FDA approves testing of new pediatric cancer treatment NOAH Protocol
A new treatment for pediatric brain cancer inspired by an eight-year-old boy who succumbed to the disease in 2012 has received the approval from the Food and Drug Administration to enter a testing phase at The University of Texas MD Anderson Cancer Center.
The treatment is known as the NOAH Protocol, which stands for New Opportunity Advancing Hope, and was championed by Amber Larkin in memory of her son, Noah Larkin. Larkin died in 2012 after a battle with medulloblastoma.

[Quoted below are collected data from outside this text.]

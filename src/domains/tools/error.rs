//! Tool-specific error types.

use thiserror::Error;

use super::naming::{CapabilityGroup, ToolKey};

/// Errors that can occur during tool operations.
///
/// Only [`ToolError::UnknownTool`] and malformed request arguments reach the
/// protocol layer as errors; every other variant is rendered into a text
/// response.
#[derive(Debug, Error)]
pub enum ToolError {
    /// The requested tool is not in the catalog.
    #[error("Unknown tool: {0}")]
    UnknownTool(String),

    /// A tool was called before `configure_connection`.
    #[error(
        "OPNsense connection is not configured. Call 'configure_connection' with url, apiKey \
         and apiSecret before using '{0}'."
    )]
    ClientNotConfigured(String),

    /// The tool belongs to a capability group that is switched off.
    #[error("Tool '{tool}' belongs to the {group} capability group, which is disabled.")]
    CapabilityUnavailable {
        tool: String,
        group: CapabilityGroup,
    },

    /// The plugin backing the tool is not installed on the appliance.
    #[error(
        "Plugin '{0}' is not installed or not available. Install the plugin first to use this \
         functionality."
    )]
    PluginNotInstalled(String),

    /// The wrapped client failed.
    #[error("Error calling {tool} ({key}): {message}")]
    BackendOperationFailed {
        tool: String,
        key: ToolKey,
        message: String,
    },

    /// Invalid arguments were provided to the tool.
    #[error("Invalid arguments: {0}")]
    InvalidArguments(String),

    /// Two methods map to the same tool name.
    #[error("Tool name collision: {0}")]
    NameCollision(String),

    /// An internal error occurred.
    #[error("Internal error: {0}")]
    Internal(String),
}

impl ToolError {
    /// Create a new "unknown tool" error.
    pub fn unknown_tool(name: impl Into<String>) -> Self {
        Self::UnknownTool(name.into())
    }

    /// Create a new "client not configured" error.
    pub fn not_configured(tool: impl Into<String>) -> Self {
        Self::ClientNotConfigured(tool.into())
    }

    /// Create a new "capability unavailable" error.
    pub fn capability_unavailable(tool: impl Into<String>, group: CapabilityGroup) -> Self {
        Self::CapabilityUnavailable {
            tool: tool.into(),
            group,
        }
    }

    /// Create a new "plugin not installed" error.
    pub fn plugin_not_installed(plugin: impl Into<String>) -> Self {
        Self::PluginNotInstalled(plugin.into())
    }

    /// Create a new "backend operation failed" error.
    pub fn backend_failed(tool: impl Into<String>, key: ToolKey, message: impl Into<String>) -> Self {
        Self::BackendOperationFailed {
            tool: tool.into(),
            key,
            message: message.into(),
        }
    }

    /// Create a new "invalid arguments" error.
    pub fn invalid_arguments(msg: impl Into<String>) -> Self {
        Self::InvalidArguments(msg.into())
    }

    /// Create a new "name collision" error.
    pub fn name_collision(msg: impl Into<String>) -> Self {
        Self::NameCollision(msg.into())
    }

    /// Create a new "internal" error.
    pub fn internal(msg: impl Into<String>) -> Self {
        Self::Internal(msg.into())
    }

    /// Whether this error surfaces as a protocol-level "invalid params" error.
    pub fn is_protocol_error(&self) -> bool {
        matches!(self, Self::UnknownTool(_) | Self::InvalidArguments(_))
    }
}
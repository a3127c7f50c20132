//! Tool call dispatch.
//!
//! A call runs these steps in order and stops at the first that produces a
//! result:
//!
//! 1. `configure_connection` is handled by the connection manager.
//! 2. Without a client, every other name yields a "not configured" message.
//! 3. The name is decoded; an unknown name is the only protocol-level error.
//! 4. The module's capability group must be active and, for plugins, the
//!    plugin must be installed on the appliance.
//! 5. The backend method is invoked.
//! 6. Success or failure is normalized into a text block.

use std::any::Any;
use std::panic::AssertUnwindSafe;
use std::sync::Arc;

use futures::FutureExt;
use rmcp::model::{CallToolResult, JsonObject};
use tracing::{debug, info, instrument, warn};

use super::availability::Availability;
use super::catalog::Catalog;
use super::connection::{CONFIGURE_CONNECTION, ConnectionManager};
use super::error::ToolError;
use super::naming::CapabilityGroup;
use super::response;
use crate::backend::BackendError;

/// Routes tool calls to the backend.
#[derive(Clone)]
pub struct Dispatcher {
    catalog: Arc<Catalog>,
    availability: Arc<Availability>,
    connection: ConnectionManager,
}

impl Dispatcher {
    pub fn new(
        catalog: Arc<Catalog>,
        availability: Arc<Availability>,
        connection: ConnectionManager,
    ) -> Self {
        Self {
            catalog,
            availability,
            connection,
        }
    }

    pub fn availability(&self) -> &Arc<Availability> {
        &self.availability
    }

    /// Execute one tool call.
    ///
    /// Returns `Err` only for [`ToolError::UnknownTool`].
    #[instrument(skip(self, args), fields(tool = %name))]
    pub async fn call_tool(&self, name: &str, args: JsonObject) -> Result<CallToolResult, ToolError> {
        if name == CONFIGURE_CONNECTION {
            return Ok(self.connection.configure(args));
        }

        let client = match self.connection.client(name) {
            Ok(client) => client,
            Err(e) => return Ok(response::from_error(&e)),
        };

        let key = self.catalog.resolver().decode(name).inspect_err(|_| {
            warn!("Unknown tool requested: {}", name);
        })?;

        if !self.availability.is_available(key.group, &key.module) {
            return Ok(response::from_error(&ToolError::capability_unavailable(
                name, key.group,
            )));
        }

        if key.group == CapabilityGroup::Plugin
            && !self
                .connection
                .is_plugin_installed(&client, &key.module)
                .await
        {
            return Ok(response::from_error(&ToolError::plugin_not_installed(
                &key.module,
            )));
        }

        debug!("Invoking {}", key);
        let outcome = AssertUnwindSafe(client.backend.call(&key.module, &key.method, args))
            .catch_unwind()
            .await
            .unwrap_or_else(|panic| Err(BackendError::Panicked(panic_message(panic))));

        match outcome {
            Ok(payload) => {
                info!("{} succeeded", key);
                Ok(response::success(&payload))
            }
            Err(e) => Ok(response::from_error(&ToolError::backend_failed(
                name,
                key,
                e.describe(),
            ))),
        }
    }
}

fn panic_message(panic: Box<dyn Any + Send>) -> Option<String> {
    panic
        .downcast_ref::<String>()
        .cloned()
        .or_else(|| panic.downcast_ref::<&str>().map(|s| s.to_string()))
}
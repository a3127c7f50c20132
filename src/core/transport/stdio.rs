//! STDIO transport: one MCP session over stdin/stdout, the mode desktop
//! MCP clients spawn the server in.

use rmcp::ServiceExt;
use tracing::info;

use super::{TransportError, TransportResult};
use crate::core::McpServer;

/// STDIO transport handler.
pub struct StdioTransport;

impl StdioTransport {
    /// Serve a single session until the client closes stdin.
    pub async fn run(server: McpServer) -> TransportResult<()> {
        let registry = server.registry().clone();
        info!(
            "Ready on stdin/stdout ({} tools advertised, connection {})",
            registry.list_tools().len(),
            if registry.is_configured() { "configured" } else { "pending" }
        );

        let service = server
            .serve(rmcp::transport::stdio())
            .await
            .map_err(|e| TransportError::init(e.to_string()))?;

        let reason = service
            .waiting()
            .await
            .map_err(|e| TransportError::ServiceError(e.to_string()))?;

        info!(
            "STDIO session ended ({:?}), connection {}",
            reason,
            if registry.is_configured() { "was configured" } else { "never configured" }
        );
        Ok(())
    }
}
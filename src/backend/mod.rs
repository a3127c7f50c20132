//! Boundary to the wrapped OPNsense management API.
//!
//! The tool engine only depends on the [`Backend`] trait: a module/method
//! call taking a JSON argument object and returning a JSON payload or an
//! error. [`OpnsenseClient`] is the production implementation over HTTPS;
//! tests inject scripted backends through [`BackendFactory`].

mod client;
mod error;

#[cfg(test)]
pub mod mock;

use std::collections::{BTreeMap, BTreeSet};
use std::sync::Arc;
use std::time::Duration;

use async_trait::async_trait;
use rmcp::model::JsonObject;
use serde_json::Value;

use crate::domains::tools::manifest::Manifest;

pub use client::OpnsenseClient;
pub use error::BackendError;

/// Default per-request timeout for appliance calls.
pub const DEFAULT_TIMEOUT: Duration = Duration::from_secs(30);

/// Modules and methods reported by a live backend, keyed by module name.
pub type ModuleSurface = BTreeMap<String, BTreeSet<String>>;

/// A connected management API client.
#[async_trait]
pub trait Backend: Send + Sync {
    /// Invoke `module.method(args)`.
    async fn call(&self, module: &str, method: &str, args: JsonObject)
    -> Result<Value, BackendError>;

    /// Names of the plugins installed on the appliance.
    async fn installed_plugins(&self) -> Result<Vec<String>, BackendError>;

    /// Runtime view of the callable surface, when the client can report one.
    fn surface(&self) -> Option<ModuleSurface> {
        None
    }
}

/// Builds backends from connection settings.
pub trait BackendFactory: Send + Sync {
    /// Construct a client. Must not contact the appliance.
    fn connect(&self, settings: &ConnectionSettings) -> Result<Arc<dyn Backend>, BackendError>;
}

/// Everything needed to reach one appliance.
#[derive(Clone)]
pub struct ConnectionSettings {
    /// Base URL, e.g. `https://10.0.0.1`.
    pub url: String,
    pub api_key: String,
    pub api_secret: String,
    /// Reject self-signed or otherwise invalid certificates.
    pub verify_ssl: bool,
    pub timeout: Duration,
}

impl ConnectionSettings {
    pub fn new(
        url: impl Into<String>,
        api_key: impl Into<String>,
        api_secret: impl Into<String>,
        verify_ssl: bool,
    ) -> Self {
        Self {
            url: url.into(),
            api_key: api_key.into(),
            api_secret: api_secret.into(),
            verify_ssl,
            timeout: DEFAULT_TIMEOUT,
        }
    }

    pub fn with_timeout(mut self, timeout: Duration) -> Self {
        self.timeout = timeout;
        self
    }
}

/// Custom Debug implementation to redact secrets from logs.
impl std::fmt::Debug for ConnectionSettings {
    fn fmt(&self, f: &mut std::fmt::Formatter<'_>) -> std::fmt::Result {
        f.debug_struct("ConnectionSettings")
            .field("url", &self.url)
            .field("api_key", &"[REDACTED]")
            .field("api_secret", &"[REDACTED]")
            .field("verify_ssl", &self.verify_ssl)
            .field("timeout", &self.timeout)
            .finish()
    }
}

/// Factory producing [`OpnsenseClient`] instances.
pub struct OpnsenseFactory {
    manifest: Arc<Manifest>,
}

impl OpnsenseFactory {
    pub fn new(manifest: Arc<Manifest>) -> Self {
        Self { manifest }
    }
}

impl BackendFactory for OpnsenseFactory {
    fn connect(&self, settings: &ConnectionSettings) -> Result<Arc<dyn Backend>, BackendError> {
        let client = OpnsenseClient::new(settings, self.manifest.clone())?;
        Ok(Arc::new(client))
    }
}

“Noah was diagnosed just before Halloween trick-or-treating, and it’s only fitting that we’ve received FDA approval to begin testing this month,” said Larkin. “Long before I lost my son to cancer, I knew that there had to be better treatments through personalized cell therapy – using your own immune system to help fight the cancer.”
The creation of the NOAH protocol began in 2011, when Amber Larkin first met Laurence Cooper, M.D., Ph.D., a professor of Pediatrics with The University of Texas MD Anderson Children’s Cancer Hospital. “Our team of diverse professionals has worked side-by-side with Amber for three years to enable this new treatment,” said Cooper. “The ability to test the NOAH Protocol in patients is due to the sheer will of one mom, one little boy, and an incredible determination by the team at MD Anderson to prevent other children from suffering from brain cancer. This is the first big step.”
The treatment involves obtaining NK, or “natural killer,” cells from a patient’s own white blood cells, which will be activated in the laboratory to hunt for brain tumors, then directly inserted into the diseased area of the brain. The surgical procedure for inserting the cells was developed by David Sandberg, M.D., director of Pediatric Neurosurgery at MD Anderson.
“Success is a journey, and we are taking the first steps toward treating children who have been given no other options for treatment,” said Cooper. “We hope this will prove to be the answer.”
MD Anderson will enroll eligible patients in the NOAH protocol by the end of the year.